TOMMY TEDONE

La Regione approva una legge per combattere il papilloma virus

Vaccinazione contro il Papilloma virus e screening universale. E’ stata approvata all’unanimità, con un emendamento aggiuntivo proposto dal consigliere di Azione Fabiano Amati, la proposta di legge che vede come primo firmatario il consigliere Pd Pierluigi Lopalco finalizzata all’attuazione di un programma per l’eliminazione del carcinoma del collo dell’utero e delle altre patologie HPV-correlate.

La legge, in un breve articolato, mira ad estendere la platea dei destinatari effettivi del programma di vaccinazione contro il virus del papilloma umano (HPV), causa primaria di diverse forme tumorali maligne, prima fra tutte per frequenza e impatto sanitario il carcinoma del collo dell’utero, ma anche di altre forme tumorali che possono colpire sia l’uomo sia la donna.
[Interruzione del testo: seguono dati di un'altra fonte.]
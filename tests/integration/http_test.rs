//! HTTP-level tests for the token exchange and the model client.
//!
//! Both run against a local stub server, so no network access is needed.

use super::support::{closed_port_url, fixture_path, StubReply, StubServer};
use jsonwebtoken::{decode, Algorithm, DecodingKey, Validation};
use pretty_assertions::assert_eq;
use std::time::Duration;
use table_insight::auth::{
    AssertionClaims, BearerToken, ServiceAccountTokenProvider, ServiceCredential, TokenProvider,
    CLOUD_PLATFORM_SCOPE,
};
use table_insight::config::VertexConfig;
use table_insight::error::InsightError;
use table_insight::llm::{ModelClient, ModelResponse, ShapeStage, VertexClient, VertexEndpoint};

fn client_for(server_url: &str, timeout_secs: u64) -> VertexClient {
    let config = VertexConfig {
        api_base: Some(server_url.to_string()),
        timeout_secs,
        ..VertexConfig::default()
    };
    VertexClient::new(VertexEndpoint::from_config(&config, "insight-test")).unwrap()
}

fn token() -> BearerToken {
    BearerToken::new("ya29.test-token", Duration::from_secs(3600))
}

fn fixture_credential(token_uri: String) -> ServiceCredential {
    let mut credential = ServiceCredential::load(&fixture_path("service-account.json")).unwrap();
    credential.token_uri = token_uri;
    credential
}

#[tokio::test]
async fn test_generate_returns_first_part_text() {
    let server = StubServer::start(StubReply::json(
        200,
        r#"{"candidates":[{"content":{"role":"model","parts":[{"text":"Revenue grew 12%."}]}}]}"#,
    ))
    .await;
    let client = client_for(&server.base_url, 5);

    let response = client.generate(&token(), "Analyze this").await;
    assert_eq!(response, ModelResponse::Success("Revenue grew 12%.".to_string()));

    let requests = server.requests();
    assert_eq!(requests.len(), 1);
    let request = &requests[0];
    assert_eq!(
        request.request_line(),
        "POST /v1beta1/projects/insight-test/locations/asia-northeast1/publishers/google/models/gemini-2.0-flash:generateContent HTTP/1.1"
    );
    assert_eq!(
        request.header("authorization").as_deref(),
        Some("Bearer ya29.test-token")
    );

    let body: serde_json::Value = serde_json::from_str(&request.body).unwrap();
    assert_eq!(
        body,
        serde_json::json!({"contents": [{"role": "user", "parts": [{"text": "Analyze this"}]}]})
    );
}

#[tokio::test]
async fn test_generate_rate_limited() {
    let body = r#"{"error":{"code":429,"message":"Quota exceeded","status":"RESOURCE_EXHAUSTED"}}"#;
    let server = StubServer::start(StubReply::json(429, body)).await;
    let client = client_for(&server.base_url, 5);

    let response = client.generate(&token(), "p").await;
    assert_eq!(
        response,
        ModelResponse::Status {
            code: 429,
            body: body.to_string()
        }
    );
    assert!(response.to_string().starts_with("Error 429: "));
}

#[tokio::test]
async fn test_generate_empty_candidates() {
    let server = StubServer::start(StubReply::json(200, r#"{"candidates": []}"#)).await;
    let client = client_for(&server.base_url, 5);

    let response = client.generate(&token(), "p").await;
    assert!(matches!(response, ModelResponse::EmptyCandidates { .. }));
}

#[tokio::test]
async fn test_generate_missing_candidates() {
    let server = StubServer::start(StubReply::json(
        200,
        r#"{"promptFeedback":{"blockReason":"SAFETY"}}"#,
    ))
    .await;
    let client = client_for(&server.base_url, 5);

    match client.generate(&token(), "p").await {
        ModelResponse::Shape { stage, .. } => assert_eq!(stage, ShapeStage::Candidates),
        other => panic!("expected a shape error, got {other:?}"),
    }
}

#[tokio::test]
async fn test_generate_timeout_is_not_a_transport_error() {
    let server = StubServer::start(StubReply::Hang).await;
    let client = client_for(&server.base_url, 1);

    let response = client.generate(&token(), "p").await;
    assert_eq!(response, ModelResponse::Timeout { secs: 1 });
    assert_eq!(response.to_string(), "Error: API timeout (1s elapsed)");
}

#[tokio::test]
async fn test_generate_connection_refused_is_transport_error() {
    let url = closed_port_url().await;
    let client = client_for(&url, 5);

    let response = client.generate(&token(), "p").await;
    assert!(
        matches!(response, ModelResponse::Transport(_)),
        "got {response:?}"
    );
    assert!(response.to_string().starts_with("Error: request failed - "));
}

#[tokio::test]
async fn test_token_exchange_posts_signed_assertion() {
    let server = StubServer::start(StubReply::json(
        200,
        r#"{"access_token":"ya29.exchanged","expires_in":3599,"token_type":"Bearer"}"#,
    ))
    .await;
    let token_uri = format!("{}/token", server.base_url);
    let provider = ServiceAccountTokenProvider::new(fixture_credential(token_uri.clone())).unwrap();

    let token = provider.access_token().await.unwrap();
    assert_eq!(token.secret(), "ya29.exchanged");
    assert!(!token.is_expired());

    let requests = server.requests();
    assert_eq!(requests.len(), 1);
    assert_eq!(requests[0].request_line(), "POST /token HTTP/1.1");
    assert_eq!(
        requests[0].header("content-type").as_deref(),
        Some("application/x-www-form-urlencoded")
    );

    let form: Vec<(&str, &str)> = requests[0]
        .body
        .split('&')
        .filter_map(|pair| pair.split_once('='))
        .collect();
    assert!(form.contains(&(
        "grant_type",
        "urn%3Aietf%3Aparams%3Aoauth%3Agrant-type%3Ajwt-bearer"
    )));
    let assertion = form
        .iter()
        .find(|(key, _)| *key == "assertion")
        .map(|(_, value)| *value)
        .expect("assertion field");

    let public_key = std::fs::read(fixture_path("test-public-key.pem")).unwrap();
    let mut validation = Validation::new(Algorithm::RS256);
    validation.set_audience(&[token_uri.as_str()]);
    validation.set_issuer(&["analyzer@insight-test.iam.gserviceaccount.com"]);
    let decoded = decode::<AssertionClaims>(
        assertion,
        &DecodingKey::from_rsa_pem(&public_key).unwrap(),
        &validation,
    )
    .unwrap();

    assert_eq!(decoded.header.kid.as_deref(), Some("test-key-1"));
    assert_eq!(decoded.claims.sub, decoded.claims.iss);
    assert_eq!(decoded.claims.exp - decoded.claims.iat, 3600);
    assert_eq!(decoded.claims.scope, CLOUD_PLATFORM_SCOPE);
}

#[tokio::test]
async fn test_token_exchange_rejection_is_fatal() {
    let server = StubServer::start(StubReply::json(
        400,
        r#"{"error":"invalid_grant","error_description":"Invalid JWT Signature."}"#,
    ))
    .await;
    let provider =
        ServiceAccountTokenProvider::new(fixture_credential(format!("{}/token", server.base_url)))
            .unwrap();

    let err = provider.access_token().await.unwrap_err();
    assert!(matches!(err, InsightError::Credential(_)));
    assert!(err.to_string().contains("400"));
    assert!(err.to_string().contains("invalid_grant"));
}

#[tokio::test]
async fn test_token_exchange_unreachable_is_fatal() {
    let url = closed_port_url().await;
    let provider =
        ServiceAccountTokenProvider::new(fixture_credential(format!("{url}/token"))).unwrap();

    let err = provider.access_token().await.unwrap_err();
    assert!(matches!(err, InsightError::Credential(_)));
}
La proposta di legge ha l’obiettivo intervenire sistematicamente attraverso l’identificazione dei soggetti non vaccinati pur avendone diritto e l’offerta gratuita attraverso sistemi di chiamata individuale attiva. Contemporaneamente, come previsto dal Piano Nazionale di Prevenzione Vaccinale, si stabilisce di avviare un programma di formazione e aggiornamento degli operatori sanitari coinvolti e attività di comunicazione e sensibilizzazione della popolazione target in modo particolare all’interno delle scuole secondarie di primo e secondo grado, dei punti di ritrovo per i giovani e giovanissimi, delle strutture sanitarie pubbliche e private.

Con l’articolo aggiuntivo si inserisce anche per la prevenzione del carcinoma dell’utero la norma relativa agli obblighi di raggiungimento degli obiettivi e alle conseguenze in caso di fallimento degli obiettivi. L’emendamento, che ha avuto il parere favorevole del governo regionale per il tramite dell’assessore Rocco Palese, amplia l’ambito di intervento della legge dal momento della vaccinazione a quello dello screening e prevede l’estensione totale degli inviti per la prevenzione e individuazione precoce del carcinoma della cervice uterina a tutta la popolazione target.

Il mancato raggiungimento dell’obbiettivo assistenziale comporta la decadenza del direttore generale della Asl per legge. L’accertamento degli obiettivi spetta al direrttore amministrativo. In caso di mancato accertamento il direttore generale è tenuto ad avviare il procedimento di decadenza.